-- PROVIDED RECORDS --
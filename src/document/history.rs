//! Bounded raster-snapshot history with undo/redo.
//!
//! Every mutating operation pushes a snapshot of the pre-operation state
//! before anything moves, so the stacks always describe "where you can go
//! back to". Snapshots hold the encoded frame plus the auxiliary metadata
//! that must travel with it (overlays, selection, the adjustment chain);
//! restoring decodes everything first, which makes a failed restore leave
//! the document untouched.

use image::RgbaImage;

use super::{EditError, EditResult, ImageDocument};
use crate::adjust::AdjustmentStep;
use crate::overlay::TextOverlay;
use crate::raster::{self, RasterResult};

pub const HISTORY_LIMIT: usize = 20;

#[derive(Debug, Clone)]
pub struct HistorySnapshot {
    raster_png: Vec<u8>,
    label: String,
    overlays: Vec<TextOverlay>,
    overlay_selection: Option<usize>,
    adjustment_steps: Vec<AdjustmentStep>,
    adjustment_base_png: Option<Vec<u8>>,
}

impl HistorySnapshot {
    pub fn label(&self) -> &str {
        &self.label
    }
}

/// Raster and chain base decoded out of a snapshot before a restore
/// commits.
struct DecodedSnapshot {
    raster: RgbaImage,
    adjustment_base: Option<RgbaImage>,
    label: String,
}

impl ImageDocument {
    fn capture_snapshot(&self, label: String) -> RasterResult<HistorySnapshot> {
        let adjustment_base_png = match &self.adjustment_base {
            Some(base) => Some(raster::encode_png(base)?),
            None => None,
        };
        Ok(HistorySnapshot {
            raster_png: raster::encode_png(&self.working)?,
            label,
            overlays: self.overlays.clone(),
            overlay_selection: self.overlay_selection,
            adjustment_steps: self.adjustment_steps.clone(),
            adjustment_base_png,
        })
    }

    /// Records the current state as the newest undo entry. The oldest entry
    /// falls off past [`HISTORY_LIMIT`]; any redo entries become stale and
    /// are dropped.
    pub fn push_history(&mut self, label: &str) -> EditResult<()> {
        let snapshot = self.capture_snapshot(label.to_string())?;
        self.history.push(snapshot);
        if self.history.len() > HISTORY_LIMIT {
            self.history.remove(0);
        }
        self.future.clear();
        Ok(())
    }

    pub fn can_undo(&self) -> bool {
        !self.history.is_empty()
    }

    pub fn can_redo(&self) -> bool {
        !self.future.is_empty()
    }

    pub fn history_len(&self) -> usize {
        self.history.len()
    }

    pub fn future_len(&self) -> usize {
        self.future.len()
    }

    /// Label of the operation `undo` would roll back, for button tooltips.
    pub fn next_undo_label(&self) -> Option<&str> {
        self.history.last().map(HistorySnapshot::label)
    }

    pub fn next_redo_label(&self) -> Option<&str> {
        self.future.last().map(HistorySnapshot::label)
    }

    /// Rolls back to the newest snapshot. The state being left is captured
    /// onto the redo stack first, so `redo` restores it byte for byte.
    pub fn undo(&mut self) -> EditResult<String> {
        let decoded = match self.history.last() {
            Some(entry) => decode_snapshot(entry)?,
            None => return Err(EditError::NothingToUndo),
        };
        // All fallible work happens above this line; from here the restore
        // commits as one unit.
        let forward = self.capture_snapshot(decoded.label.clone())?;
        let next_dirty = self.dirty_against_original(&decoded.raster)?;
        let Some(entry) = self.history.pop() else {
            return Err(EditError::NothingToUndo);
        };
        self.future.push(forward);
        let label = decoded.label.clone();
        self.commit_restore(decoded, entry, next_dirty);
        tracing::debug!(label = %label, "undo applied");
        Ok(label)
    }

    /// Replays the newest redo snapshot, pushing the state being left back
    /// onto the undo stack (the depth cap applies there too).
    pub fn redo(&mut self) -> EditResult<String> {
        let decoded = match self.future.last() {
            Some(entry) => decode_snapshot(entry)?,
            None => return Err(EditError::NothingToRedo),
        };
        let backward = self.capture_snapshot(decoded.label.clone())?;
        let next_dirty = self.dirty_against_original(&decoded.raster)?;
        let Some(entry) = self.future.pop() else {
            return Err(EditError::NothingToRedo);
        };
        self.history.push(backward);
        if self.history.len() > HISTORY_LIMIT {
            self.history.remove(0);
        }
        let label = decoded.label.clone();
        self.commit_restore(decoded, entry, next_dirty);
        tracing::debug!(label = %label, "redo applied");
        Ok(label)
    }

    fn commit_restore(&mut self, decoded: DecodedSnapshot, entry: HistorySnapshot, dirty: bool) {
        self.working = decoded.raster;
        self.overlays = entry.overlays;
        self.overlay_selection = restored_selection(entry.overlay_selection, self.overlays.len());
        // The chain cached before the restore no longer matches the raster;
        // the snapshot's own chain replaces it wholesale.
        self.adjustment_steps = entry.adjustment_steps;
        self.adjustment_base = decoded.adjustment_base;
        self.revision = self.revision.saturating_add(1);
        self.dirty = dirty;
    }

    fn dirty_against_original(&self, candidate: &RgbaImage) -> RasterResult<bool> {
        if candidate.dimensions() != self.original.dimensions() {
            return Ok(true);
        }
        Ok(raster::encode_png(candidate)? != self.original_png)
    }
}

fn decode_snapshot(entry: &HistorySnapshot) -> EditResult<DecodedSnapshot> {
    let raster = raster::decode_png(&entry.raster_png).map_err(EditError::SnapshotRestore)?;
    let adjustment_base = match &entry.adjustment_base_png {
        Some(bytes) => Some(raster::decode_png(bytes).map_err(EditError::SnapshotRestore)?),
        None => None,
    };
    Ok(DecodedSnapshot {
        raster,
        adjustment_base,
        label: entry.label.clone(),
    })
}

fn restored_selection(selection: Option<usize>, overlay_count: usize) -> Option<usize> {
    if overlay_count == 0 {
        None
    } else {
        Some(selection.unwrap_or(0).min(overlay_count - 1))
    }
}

-- WHAT TO PRODUCE --
Repeat each of the entries above precisely as given.

-- RESPONSE AREA --
filename src/document/history.rs
//! Bounded raster-snapshot history with undo/redo.
//!
//! Every mutating operation pushes a snapshot of the pre-operation state
//! before anything moves, so the stacks always describe "where you can go
//! back to". Snapshots hold the encoded frame plus the auxiliary metadata
//! that must travel with it (overlays, selection, the adjustment chain);
//! restoring decodes everything first, which makes a failed restore leave
//! the document untouched.

use image::RgbaImage;

use super::{EditError, EditResult, ImageDocument};
use crate::adjust::AdjustmentStep;
use crate::overlay::TextOverlay;
use crate::raster::{self, RasterResult};

pub const HISTORY_LIMIT: usize = 20;

#[derive(Debug, Clone)]
pub struct HistorySnapshot {
    raster_png: Vec<u8>,
    label: String,
    overlays: Vec<TextOverlay>,
    overlay_selection: Option<usize>,
    adjustment_steps: Vec<AdjustmentStep>,
    adjustment_base_png: Option<Vec<u8>>,
}

impl HistorySnapshot {
    pub fn label(&self) -> &str {
        &self.label
    }
}

/// Raster and chain base decoded out of a snapshot before a restore
/// commits.
struct DecodedSnapshot {
    raster: RgbaImage,
    adjustment_base: Option<RgbaImage>,
    label: String,
}

impl ImageDocument {
    fn capture_snapshot(&self, label: String) -> RasterResult<HistorySnapshot> {
        let adjustment_base_png = match &self.adjustment_base {
            Some(base) => Some(raster::encode_png(base)?),
            None => None,
        };
        Ok(HistorySnapshot {
            raster_png: raster::encode_png(&self.working)?,
            label,
            overlays: self.overlays.clone(),
            overlay_selection: self.overlay_selection,
            adjustment_steps: self.adjustment_steps.clone(),
            adjustment_base_png,
        })
    }

    /// Records the current state as the newest undo entry. The oldest entry
    /// falls off past [`HISTORY_LIMIT`]; any redo entries become stale and
    /// are dropped.
    pub fn push_history(&mut self, label: &str) -> EditResult<()> {
        let snapshot = self.capture_snapshot(label.to_string())?;
        self.history.push(snapshot);
        if self.history.len() > HISTORY_LIMIT {
            self.history.remove(0);
        }
        self.future.clear();
        Ok(())
    }

    pub fn can_undo(&self) -> bool {
        !self.history.is_empty()
    }

    pub fn can_redo(&self) -> bool {
        !self.future.is_empty()
    }

    pub fn history_len(&self) -> usize {
        self.history.len()
    }

    pub fn future_len(&self) -> usize {
        self.future.len()
    }

    /// Label of the operation `undo` would roll back, for button tooltips.
    pub fn next_undo_label(&self) -> Option<&str> {
        self.history.last().map(HistorySnapshot::label)
    }

    pub fn next_redo_label(&self) -> Option<&str> {
        self.future.last().map(HistorySnapshot::label)
    }

    /// Rolls back to the newest snapshot. The state being left is captured
    /// onto the redo stack first, so `redo` restores it byte for byte.
    pub fn undo(&mut self) -> EditResult<String> {
        let decoded = match self.history.last() {
            Some(entry) => decode_snapshot(entry)?,
            None => return Err(EditError::NothingToUndo),
        };
        // All fallible work happens above this line; from here the restore
        // commits as one unit.
        let forward = self.capture_snapshot(decoded.label.clone())?;
        let next_dirty = self.dirty_against_original(&decoded.raster)?;
        let Some(entry) = self.history.pop() else {
            return Err(EditError::NothingToUndo);
        };
        self.future.push(forward);
        let label = decoded.label.clone();
        self.commit_restore(decoded, entry, next_dirty);
        tracing::debug!(label = %label, "undo applied");
        Ok(label)
    }

    /// Replays the newest redo snapshot, pushing the state being left back
    /// onto the undo stack (the depth cap applies there too).
    pub fn redo(&mut self) -> EditResult<String> {
        let decoded = match self.future.last() {
            Some(entry) => decode_snapshot(entry)?,
            None => return Err(EditError::NothingToRedo),
        };
        let backward = self.capture_snapshot(decoded.label.clone())?;
        let next_dirty = self.dirty_against_original(&decoded.raster)?;
        let Some(entry) = self.future.pop() else {
            return Err(EditError::NothingToRedo);
        };
        self.history.push(backward);
        if self.history.len() > HISTORY_LIMIT {
            self.history.remove(0);
        }
        let label = decoded.label.clone();
        self.commit_restore(decoded, entry, next_dirty);
        tracing::debug!(label = %label, "redo applied");
        Ok(label)
    }

    fn commit_restore(&mut self, decoded: DecodedSnapshot, entry: HistorySnapshot, dirty: bool) {
        self.working = decoded.raster;
        self.overlays = entry.overlays;
        self.overlay_selection = restored_selection(entry.overlay_selection, self.overlays.len());
        // The chain cached before the restore no longer matches the raster;
        // the snapshot's own chain replaces it wholesale.
        self.adjustment_steps = entry.adjustment_steps;
        self.adjustment_base = decoded.adjustment_base;
        self.revision = self.revision.saturating_add(1);
        self.dirty = dirty;
    }

    fn dirty_against_original(&self, candidate: &RgbaImage) -> RasterResult<bool> {
        if candidate.dimensions() != self.original.dimensions() {
            return Ok(true);
        }
        Ok(raster::encode_png(candidate)? != self.original_png)
    }
}

fn decode_snapshot(entry: &HistorySnapshot) -> EditResult<DecodedSnapshot> {
    let raster = raster::decode_png(&entry.raster_png).map_err(EditError::SnapshotRestore)?;
    let adjustment_base = match &entry.adjustment_base_png {
        Some(bytes) => Some(raster::decode_png(bytes).map_err(EditError::SnapshotRestore)?),
        None => None,
    };
    Ok(DecodedSnapshot {
        raster,
        adjustment_base,
        label: entry.label.clone(),
    })
}

fn restored_selection(selection: Option<usize>, overlay_count: usize) -> Option<usize> {
    if overlay_count == 0 {
        None
    } else {
        Some(selection.unwrap_or(0).min(overlay_count - 1))
    }
}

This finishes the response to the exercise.